Does LSD Cause Chromosome Damage?

One of the earliest reports concerning LSD's potential to cause physical harm focused on chromosome damage in users. A 1967 study by Dr. Marion Cohen of the State University of New York at Buffalo reported that LSD damaged white-blood-cell chromosomes in test tubes. Chromosomes, found in the cell nucleus, contain most of the chemicals, called DNA and RNA, that are responsible for an individual's genetic makeup. Because chromosomes carry the genetic codes for life from generation to generation, chromosome damage can lead to abnormalities in unborn children.

Cohen's report set off a firestorm of controversy. The authors of a Consumer Reports article noted, "Reporters (and physicians as well) speculated in print and on television and radio that LSD might cause a vast epidemic of tragically malformed babies."8

When researchers pursued this avenue of investigation, their results were contradictory and inconclusive. Studies focused on animal subjects, and extremely high doses (up to 500,000 milligrams) of LSD were given early in the pregnancy of some animals. In his American Journal of Psychiatry article that reviewed follow-up research into chromosome damage, psychologist B. Kent Houston noted, "Even at this high a dosage, there was no evidence that LSD led to an unusual frequency of mutations."9 LSD usage cannot be pinpointed as a cause of chromosomal damage because scientists point out that breakage can occur as a response to a variety of factors, including many pollutants, X rays, fever, and even a viral infection. Evidence has shown that even aspirin and caffeine may cause chromosome damage in some cells.

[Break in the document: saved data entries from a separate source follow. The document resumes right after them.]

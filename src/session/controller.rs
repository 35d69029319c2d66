use tokio::sync::mpsc;
use uuid::Uuid;

use crate::common::{
    ChatMessage, Clock, ConnectionStatus, Role, ServerInfo, SessionCommand, SessionEvent,
};
use crate::network::ChatBackend;

/// Câu trả lời thay thế khi backend trả về nội dung rỗng.
pub const FALLBACK_REPLY: &str = "Sorry, I could not process your request.";
/// Thông báo lỗi ghi vào transcript khi gửi tin thất bại.
pub const ERROR_REPLY: &str =
    "Sorry, there was an error processing your request. Please try again.";

/// State machine của một phiên chat. Chạy trong task riêng, nhận lệnh từ UI
/// qua channel và phản chiếu mọi chuyển trạng thái lên UI dưới dạng event.
pub struct SessionController<B: ChatBackend> {
    backend: B,
    clock: Box<dyn Clock>,
    event_sender: mpsc::Sender<SessionEvent>,
    command_receiver: mpsc::Receiver<SessionCommand>,
    status: ConnectionStatus,
    messages: Vec<ChatMessage>,
    loading: bool,
    server_info: Option<ServerInfo>,
}

impl<B: ChatBackend> SessionController<B> {
    pub fn new(
        backend: B,
        clock: Box<dyn Clock>,
        event_sender: mpsc::Sender<SessionEvent>,
        command_receiver: mpsc::Receiver<SessionCommand>,
    ) -> Self {
        Self {
            backend,
            clock,
            event_sender,
            command_receiver,
            status: ConnectionStatus::Checking,
            messages: Vec::new(),
            loading: false,
            server_info: None,
        }
    }

    pub async fn run(mut self) {
        self.initialize().await;

        while let Some(command) = self.command_receiver.recv().await {
            match command {
                SessionCommand::Submit(text) => self.send_turn(&text).await,
            }
        }

        log::info!("Session command channel closed, shutting down");
    }

    /// Probe backend một lần lúc mở phiên: health check xong mới tới auth
    /// probe (tuần tự, để thứ tự server info luôn cố định).
    pub async fn initialize(&mut self) {
        if self.status != ConnectionStatus::Checking {
            return;
        }

        let info = match self.backend.health_check().await {
            Ok(health) => match self.backend.test_authentication().await {
                Ok(auth) => Some(ServerInfo { health, auth }),
                Err(err) => {
                    log::error!("Connection check failed: {err}");
                    None
                }
            },
            Err(err) => {
                log::error!("Connection check failed: {err}");
                None
            }
        };

        match info {
            Some(info) => {
                self.server_info = Some(info.clone());
                self.emit(SessionEvent::ServerInfoLoaded(info)).await;
                self.set_status(ConnectionStatus::Connected).await;
            }
            None => self.set_status(ConnectionStatus::Error).await,
        }
    }

    /// Một lượt chat: append tin người dùng ngay, gọi backend, rồi append
    /// câu trả lời (hoặc thông báo lỗi). `loading` luôn được hạ ở cuối.
    pub async fn send_turn(&mut self, input: &str) {
        let text = input.trim();
        // Chặn tin rỗng và chặn gửi chồng khi lượt trước chưa xong
        if text.is_empty() || self.loading {
            return;
        }

        self.set_loading(true).await;
        self.append_message(Role::User, text.to_string()).await;

        match self.backend.send_chat_message(text).await {
            Ok(reply) => {
                let content = reply
                    .content
                    .filter(|content| !content.trim().is_empty())
                    .unwrap_or_else(|| FALLBACK_REPLY.to_string());
                self.append_message(Role::Assistant, content).await;
            }
            Err(err) => {
                log::error!("Error sending message: {err}");
                self.append_message(Role::Assistant, ERROR_REPLY.to_string())
                    .await;
            }
        }

        self.set_loading(false).await;
    }

    async fn append_message(&mut self, role: Role, text: String) {
        let message = ChatMessage {
            id: Uuid::new_v4().to_string(),
            role,
            text,
            created_at: self.clock.now(),
        };
        self.messages.push(message.clone());
        self.emit(SessionEvent::MessageAppended(message)).await;
    }

    async fn set_status(&mut self, status: ConnectionStatus) {
        self.status = status;
        self.emit(SessionEvent::StatusChanged(status)).await;
    }

    async fn set_loading(&mut self, loading: bool) {
        self.loading = loading;
        self.emit(SessionEvent::LoadingChanged(loading)).await;
    }

    async fn emit(&self, event: SessionEvent) {
        if let Err(err) = self.event_sender.send(event).await {
            log::warn!("Failed to notify UI: {err}");
        }
    }
}
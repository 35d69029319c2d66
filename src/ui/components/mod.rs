pub mod chat_area;
pub mod input_bar;
pub mod status_banner;
use chrono::{DateTime, Utc};

/// Nguồn thời gian cho session. Tách ra trait để test điều khiển được `created_at`.
pub trait Clock: Send + Sync {
    fn now(&self) -> DateTime<Utc>;
}

/// Đồng hồ hệ thống.
#[derive(Debug, Clone, Copy, Default)]
pub struct SystemClock;

impl Clock for SystemClock {
    fn now(&self) -> DateTime<Utc> {
        Utc::now()
    }
}
use eframe::egui;

use crate::common::ConnectionStatus;
use crate::ui::state::AppState;

pub fn render(ui: &mut egui::Ui, state: &AppState) {
    ui.horizontal(|ui| {
        ui.label(egui::RichText::new("Backend Status:").strong());
        match state.status {
            ConnectionStatus::Checking => {
                ui.colored_label(egui::Color32::YELLOW, "Checking connection...");
            }
            ConnectionStatus::Connected => {
                ui.colored_label(egui::Color32::GREEN, "● Connected");
            }
            ConnectionStatus::Error => {
                ui.colored_label(egui::Color32::RED, "● Connection Error (using mock mode)");
            }
        }
    });

    if let Some(details) = &state.server_info {
        egui::CollapsingHeader::new("Server Details").show(ui, |ui| {
            egui::ScrollArea::vertical()
                .max_height(150.0)
                .show(ui, |ui| {
                    ui.monospace(details);
                });
        });
    }
}
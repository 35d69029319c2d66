use crate::common::{ChatMessage, ConnectionStatus, ServerInfo, SessionEvent};

/// Trạng thái cục bộ của UI — bản phản chiếu chỉ-đọc của state trong
/// session task, cập nhật duy nhất qua [`SessionEvent`].
pub struct AppState {
    pub messages: Vec<ChatMessage>,
    pub input_text: String,
    pub status: ConnectionStatus,
    pub loading: bool,
    /// Server details đã format sẵn để hiển thị trong panel gập.
    pub server_info: Option<String>,
}

impl AppState {
    pub fn new() -> Self {
        Self {
            messages: Vec::new(),
            input_text: String::new(),
            status: ConnectionStatus::Checking,
            loading: false,
            server_info: None,
        }
    }

    pub fn apply_event(&mut self, event: SessionEvent) {
        match event {
            SessionEvent::StatusChanged(status) => self.status = status,
            SessionEvent::ServerInfoLoaded(info) => {
                self.server_info = Some(format_server_info(&info));
            }
            SessionEvent::MessageAppended(message) => self.messages.push(message),
            SessionEvent::LoadingChanged(loading) => self.loading = loading,
        }
    }
}

fn format_server_info(info: &ServerInfo) -> String {
    let value = serde_json::json!({ "health": info.health, "auth": info.auth });
    serde_json::to_string_pretty(&value).unwrap_or_else(|_| "{}".to_string())
}

#[cfg(test)]
mod tests {
    use chrono::Utc;
    use serde_json::json;

    use super::*;
    use crate::common::Role;

    #[test]
    fn events_update_the_mirror() {
        let mut state = AppState::new();
        assert_eq!(state.status, ConnectionStatus::Checking);

        state.apply_event(SessionEvent::StatusChanged(ConnectionStatus::Connected));
        assert_eq!(state.status, ConnectionStatus::Connected);

        state.apply_event(SessionEvent::LoadingChanged(true));
        assert!(state.loading);

        state.apply_event(SessionEvent::MessageAppended(ChatMessage {
            id: "1".to_string(),
            role: Role::User,
            text: "hello".to_string(),
            created_at: Utc::now(),
        }));
        assert_eq!(state.messages.len(), 1);

        state.apply_event(SessionEvent::ServerInfoLoaded(ServerInfo {
            health: json!({"status": "ok"}),
            auth: json!({"authenticated": false}),
        }));
        let details = state.server_info.expect("details rendered");
        assert!(details.contains("\"health\""));
        assert!(details.contains("\"auth\""));
    }
}
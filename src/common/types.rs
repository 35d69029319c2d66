use chrono::{DateTime, Utc};
use serde_json::Value;

/// Vai trò của một tin nhắn trong hội thoại.
#[derive(Debug, Clone, Copy, PartialEq, Eq)]
pub enum Role {
    User,
    Assistant,
}

impl Role {
    pub fn label(self) -> &'static str {
        match self {
            Role::User => "You",
            Role::Assistant => "Assistant",
        }
    }
}

/// Domain model đại diện một tin nhắn chat.
#[derive(Debug, Clone)]
pub struct ChatMessage {
    pub id: String,
    pub role: Role,
    pub text: String,
    pub created_at: DateTime<Utc>,
}

/// Trạng thái kết nối backend, chốt đúng một lần sau khi khởi tạo phiên.
#[derive(Debug, Clone, Copy, PartialEq, Eq)]
pub enum ConnectionStatus {
    Checking,
    Connected,
    Error,
}

/// Kết quả probe backend khi khởi tạo phiên thành công.
/// Payload giữ nguyên dạng JSON, UI chỉ hiển thị chứ không diễn giải.
#[derive(Debug, Clone)]
pub struct ServerInfo {
    pub health: Value,
    pub auth: Value,
}
use eframe::egui;

use crate::common::ChatMessage;

pub fn render(ui: &mut egui::Ui, messages: &[ChatMessage], loading: bool) {
    egui::ScrollArea::vertical()
        .stick_to_bottom(true)
        .show(ui, |ui| {
            if messages.is_empty() {
                render_help(ui);
            }

            for message in messages {
                ui.push_id(&message.id, |ui| {
                    ui.label(egui::RichText::new(message.role.label()).strong());
                    ui.label(&message.text);
                    ui.label(
                        egui::RichText::new(message.created_at.format("%H:%M:%S").to_string())
                            .weak(),
                    );
                    ui.add_space(8.0);
                });
            }

            if loading {
                ui.label(egui::RichText::new("Assistant is thinking...").italics());
            }
        });
}

fn render_help(ui: &mut egui::Ui) {
    ui.label("MCP Chat with Azure Functions");
    ui.label("Try asking:");
    ui.label("  • \"What time is it?\"");
    ui.label("  • \"What's the weather like today?\"");
    ui.label(egui::RichText::new("Mock responses are returned during local development").weak());
    ui.add_space(8.0);
}
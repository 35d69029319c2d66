use async_trait::async_trait;
use serde::Deserialize;
use serde_json::{Value, json};
use thiserror::Error;

use crate::config::EnvSnapshot;

use super::credentials::CredentialResolver;

/// Lỗi khi gọi backend. Status ngoài 2xx và lỗi transport được phân loại
/// như nhau: backend coi như không tới được.
#[derive(Debug, Error)]
pub enum ClientError {
    #[error("request failed: {0}")]
    Transport(#[from] reqwest::Error),
    #[error("HTTP error! status: {0}")]
    Status(u16),
}

/// Phản hồi chat từ backend. Core chỉ quan tâm `content`; các trường khác
/// backend có trả thêm cũng bị bỏ qua.
#[derive(Debug, Clone, Default, Deserialize)]
pub struct ChatReply {
    #[serde(default)]
    pub content: Option<String>,
    /// Tag tác giả backend trả kèm (mock reply dùng `dev-user`).
    #[serde(default)]
    pub authenticated_user: Option<String>,
}

/// Ba operation mà session cần từ backend. Tách trait để session test được
/// với backend kịch bản sẵn, không cần HTTP thật.
#[async_trait]
pub trait ChatBackend: Send + Sync {
    async fn health_check(&self) -> Result<Value, ClientError>;
    async fn test_authentication(&self) -> Result<Value, ClientError>;
    async fn send_chat_message(&self, message: &str) -> Result<ChatReply, ClientError>;
}

/// Client gọi Azure Functions backend, gắn bearer token lấy từ resolver.
pub struct FunctionClient {
    base_url: String,
    http: reqwest::Client,
    resolver: CredentialResolver,
}

impl FunctionClient {
    pub fn new(base_url: String, env: EnvSnapshot) -> Self {
        let http = reqwest::Client::new();
        let resolver = CredentialResolver::new(http.clone(), env);
        Self {
            base_url,
            http,
            resolver,
        }
    }

    fn url(&self, path: &str) -> String {
        format!("{}{}", self.base_url, path)
    }
}

fn check_status(response: reqwest::Response) -> Result<reqwest::Response, ClientError> {
    if response.status().is_success() {
        Ok(response)
    } else {
        Err(ClientError::Status(response.status().as_u16()))
    }
}

/// Câu trả lời giả khi chạy cục bộ mà không có backend sống.
fn mock_chat_reply(message: &str) -> ChatReply {
    ChatReply {
        content: Some(format!(
            "Mock response for: \"{message}\". This is a development-only response. \
             MCP tools would normally handle: current time, weather information, etc."
        )),
        authenticated_user: Some("dev-user".to_string()),
    }
}

#[async_trait]
impl ChatBackend for FunctionClient {
    /// Liveness probe. Không gắn token; lỗi được propagate để session
    /// chuyển trạng thái kết nối sang error.
    async fn health_check(&self) -> Result<Value, ClientError> {
        let response = self.http.get(self.url("/api/health")).send().await?;
        let body = check_status(response)?.json().await?;
        Ok(body)
    }

    /// Auth probe. Mọi thất bại đều recover thành payload
    /// `{authenticated: false, ...}` — chạy cục bộ thì fail là chuyện thường.
    async fn test_authentication(&self) -> Result<Value, ClientError> {
        let token = self.resolver.get_token().await;
        let result: Result<Value, ClientError> = async {
            let response = self
                .http
                .get(self.url("/api/test-auth"))
                .bearer_auth(&token)
                .send()
                .await?;
            Ok(check_status(response)?.json().await?)
        }
        .await;

        match result {
            Ok(body) => Ok(body),
            Err(err) => {
                log::warn!("Auth probe failed: {err}");
                Ok(json!({
                    "authenticated": false,
                    "error": err.to_string(),
                    "note": "This is expected in local development environment",
                }))
            }
        }
    }

    /// Gửi một lượt chat. Môi trường dev: lỗi recover thành mock reply.
    /// Môi trường managed: lỗi propagate lên session.
    async fn send_chat_message(&self, message: &str) -> Result<ChatReply, ClientError> {
        let token = self.resolver.get_token().await;
        let result: Result<ChatReply, ClientError> = async {
            let response = self
                .http
                .post(self.url("/api/test-chat"))
                .bearer_auth(&token)
                .json(&json!({ "message": message }))
                .send()
                .await?;
            Ok(check_status(response)?.json().await?)
        }
        .await;

        match result {
            Ok(reply) => Ok(reply),
            Err(err) if !self.resolver.is_managed() => {
                log::warn!("Chat call failed, returning mock reply for local development: {err}");
                Ok(mock_chat_reply(message))
            }
            Err(err) => {
                log::error!("Chat call failed in managed environment: {err}");
                Err(err)
            }
        }
    }
}

#[cfg(test)]
mod tests {
    use super::*;

    // Port 1 từ chối kết nối ngay: transport failure không cần server giả
    const UNREACHABLE: &str = "http://127.0.0.1:1";

    fn dev_client() -> FunctionClient {
        FunctionClient::new(UNREACHABLE.to_string(), EnvSnapshot::default())
    }

    fn managed_client() -> FunctionClient {
        FunctionClient::new(
            UNREACHABLE.to_string(),
            EnvSnapshot {
                identity_endpoint: Some("http://127.0.0.1:1/msi/token".to_string()),
                ..EnvSnapshot::default()
            },
        )
    }

    #[tokio::test]
    async fn health_check_propagates_transport_failure() {
        assert!(dev_client().health_check().await.is_err());
    }

    #[tokio::test]
    async fn auth_probe_recovers_with_unauthenticated_payload() {
        let body = dev_client()
            .test_authentication()
            .await
            .expect("auth probe must never fail");
        assert_eq!(body["authenticated"], Value::Bool(false));
        assert!(body["error"].is_string());
    }

    #[tokio::test]
    async fn chat_failure_in_dev_recovers_with_mock_reply_embedding_input() {
        let reply = dev_client()
            .send_chat_message("What time is it?")
            .await
            .expect("dev chat must recover");
        let content = reply.content.expect("mock reply carries content");
        assert!(content.contains("\"What time is it?\""));
        assert_eq!(reply.authenticated_user.as_deref(), Some("dev-user"));
    }

    #[tokio::test]
    async fn chat_failure_in_managed_environment_propagates() {
        assert!(managed_client().send_chat_message("hello").await.is_err());
    }

    #[test]
    fn reply_parsing_tolerates_missing_content_and_unknown_fields() {
        let reply: ChatReply = serde_json::from_str("{}").unwrap();
        assert!(reply.content.is_none());

        let reply: ChatReply =
            serde_json::from_str(r#"{"content":"hi","timestamp":"2026-01-01","extra":1}"#).unwrap();
        assert_eq!(reply.content.as_deref(), Some("hi"));
    }
}
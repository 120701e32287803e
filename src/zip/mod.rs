//! ZIP archive parsing.
//!
//! This module reads the central directory of a ZIP archive and resolves,
//! for every entry, the byte offset where its raw payload begins. That is
//! all the index needs: once offsets are known, any entry can be read by a
//! single seek without touching the directory again.
//!
//! ## ZIP Format Overview
//!
//! A ZIP file consists of:
//! 1. Local file headers and compressed data for each file
//! 2. Central Directory with metadata for all files
//! 3. End of Central Directory (EOCD) record at the end
//!
//! The parser reads the EOCD first (from the end of the file), then the
//! Central Directory, then each entry's Local File Header to skip its
//! variable-length fields.
//!
//! ## Supported Features
//!
//! - Standard ZIP format (PKZIP APPNOTE 6.3.x compatible)
//! - ZIP64 extensions for files > 4GB
//!
//! Entries with other compression methods, or encrypted entries, are
//! listed with [`Encoding::Unsupported`]. Multi-disk archives are rejected.

mod parser;
mod structures;

pub use parser::ZipParser;
pub use structures::*;

use std::io;

use thiserror::Error;

pub type ZipResult<T> = std::result::Result<T, ZipError>;

#[derive(Debug, Error)]
pub enum ZipError {
    /// The data source could not be read
    #[error("read failed: {0}")]
    Io(#[source] io::Error),

    /// The bytes were read but do not form a valid archive
    #[error("{0}")]
    Malformed(String),
}

impl ZipError {
    pub fn malformed(reason: impl Into<String>) -> Self {
        ZipError::Malformed(reason.into())
    }
}

// Fixed-size records are decoded from buffers already in memory, so a
// failing cursor read means the record is truncated rather than unreadable.
impl From<io::Error> for ZipError {
    fn from(e: io::Error) -> Self {
        if e.kind() == io::ErrorKind::UnexpectedEof {
            ZipError::Malformed("truncated record".to_string())
        } else {
            ZipError::Io(e)
        }
    }
}
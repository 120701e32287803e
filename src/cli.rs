use clap::{Args, Parser, Subcommand};

use crate::config::Config;

#[derive(Parser, Debug)]
#[command(name = "zipserve")]
#[command(version)]
#[command(about = "Serve ZIP archive contents over HTTP as browsable directories", long_about = None)]
#[command(after_help = "Examples:\n  \
  zipserve serve --root /srv/www --cache /var/cache/zipserve   serve /srv/www, browsing docs.zip as /docs/\n  \
  zipserve cat site.zip css/main.css | less                     stream one entry to stdout\n  \
  zipserve index -v site.zip                                    (re)build and show the cached entry table")]
pub struct Cli {
    #[command(subcommand)]
    pub command: Command,

    /// Quiet mode (-qq => quieter)
    #[arg(short = 'q', action = clap::ArgAction::Count, global = true)]
    pub quiet: u8,
}

#[derive(Subcommand, Debug)]
pub enum Command {
    /// Serve a directory tree over HTTP
    Serve(ServeArgs),

    /// Write one archive entry to stdout
    Cat {
        /// ZIP archive path
        #[arg(value_name = "ARCHIVE")]
        archive: String,

        /// Entry name inside the archive
        #[arg(value_name = "ENTRY")]
        entry: String,

        #[command(flatten)]
        cache: CacheArgs,
    },

    /// Index an archive (if stale) and list its cached entries
    Index {
        /// ZIP archive path
        #[arg(value_name = "ARCHIVE")]
        archive: String,

        /// List verbosely with sizes and compression ratio
        #[arg(short = 'v')]
        verbose: bool,

        #[command(flatten)]
        cache: CacheArgs,
    },

    /// Drop an archive's cached entry table
    Forget {
        /// ZIP archive path
        #[arg(value_name = "ARCHIVE")]
        archive: String,

        #[command(flatten)]
        cache: CacheArgs,
    },
}

#[derive(Args, Debug)]
pub struct CacheArgs {
    /// Directory holding the metadata cache
    #[arg(short = 'c', long = "cache", value_name = "DIR", default_value = ".")]
    pub cache_dir: String,
}

#[derive(Args, Debug)]
pub struct ServeArgs {
    /// Directory tree to serve
    #[arg(short = 'r', long = "root", value_name = "DIR", default_value = ".")]
    pub root_dir: String,

    #[command(flatten)]
    pub cache: CacheArgs,

    /// Listen address (host:port)
    #[arg(short = 'l', long = "listen", default_value = "0.0.0.0:8080")]
    pub listen: String,

    /// Render listings for directories
    #[arg(long)]
    pub create_indexes: bool,

    /// Serve and list dot-files
    #[arg(long)]
    pub expose_hidden_files: bool,

    /// Entry served for requests to an archive's root
    #[arg(long, value_name = "NAME", default_value = "index.html")]
    pub index_file: String,
}

impl ServeArgs {
    pub fn to_config(&self) -> Config {
        Config::builder()
            .root_dir(&self.root_dir)
            .cache_dir(&self.cache.cache_dir)
            .listen_addr(&self.listen)
            .create_indexes(self.create_indexes)
            .expose_hidden_files(self.expose_hidden_files)
            .index_file(&self.index_file)
            .build()
    }
}

impl Cli {
    pub fn is_quiet(&self) -> bool {
        self.quiet > 0
    }

    pub fn is_very_quiet(&self) -> bool {
        self.quiet > 1
    }
}
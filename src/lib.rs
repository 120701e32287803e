//! # zipserve
//!
//! Serve ZIP archive contents over HTTP as if they were expanded
//! directories, without re-reading the archive's directory on every request.
//!
//! The first request for an archive parses its central directory once and
//! stores every entry's payload offset, sizes, encoding and CRC in a
//! SQLite cache. Later requests seek straight to the payload and decode it
//! as a stream. The cache entry is rebuilt whenever the archive's size or
//! modification time changes.
//!
//! ## Components
//!
//! - [`MetadataStore`]: persistent `path → container` and
//!   `(container, name) → entry` tables, mutated only transactionally
//! - [`Indexer`]: staleness check and (re)indexing, serialized per archive
//! - [`Streamer`]: entry lookup plus seek-and-decode to any `Write` sink
//! - [`service`]: path router, directory listings and the axum front end
//!
//! ## Example
//!
//! ```no_run
//! use std::path::Path;
//! use std::sync::Arc;
//! use zipserve::{Indexer, MetadataStore, Streamer};
//!
//! fn main() -> anyhow::Result<()> {
//!     let store = Arc::new(MetadataStore::open("/var/cache/zipserve/.zip_reader_cache.db")?);
//!     let streamer = Streamer::new(Arc::new(Indexer::new(store)));
//!
//!     let mut stdout = std::io::stdout().lock();
//!     streamer.stream(Path::new("/srv/www/site.zip"), "index.html", &mut stdout)?;
//!     Ok(())
//! }
//! ```

pub mod cli;
pub mod config;
pub mod error;
pub mod index;
pub mod io;
pub mod service;
pub mod store;
pub mod stream;
pub mod zip;

pub use cli::Cli;
pub use config::Config;
pub use error::{Error, ErrorKind, Result};
pub use index::{IndexOutcome, Indexer};
pub use io::{LocalFileReader, ReadAt};
pub use service::Service;
pub use store::{ContainerId, ContainerRecord, EntryRecord, Fingerprint, MetadataStore};
pub use stream::{EntryReader, Streamer};
pub use zip::{Encoding, ZipParser};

Does LSD Cause Damage to the Embryo?

Several reports have indicated that women who take LSD just prior to or during pregnancy increase their risk of having a mis-carriage or stillbirth. Once again, the research has been inconclusive, because scientists cannot trace the miscarriages directly to LSD consumption. For example, in almost all the cases studied, the mothers had taken other drugs during pregnancy, a circumstance that makes it difficult to determine whether LSD, another drug, or a combination of drugs and other factors contributed to problems.

In the 2001 book Drugs in Pregnancy and Lactation, Gerald G. Briggs and his coeditors noted that a direct relationship between LSD dosage and miscarriages could not be established. They further concluded that no study had confirmed that LSD causes chromosome damage or an increased rate of miscarriage and that more research is needed.

Because LSD's effects on the embryo and unborn child are undetermined, physicians recommend that women avoid taking the drug during pregnancy, especially since LSD enters into the placenta easily. Health professionals agree that even the remote possibility of chromosome or fetal damage in humans requires that women who are either pregnant or expect to become pregnant in the near future avoid LSD use.

Although controversy continues to surround LSD's potentially harmful effects on the body, scientists have documented its profound long- and short-term psychological impact. As a result, a clearer picture of how LSD affects the mind has emerged.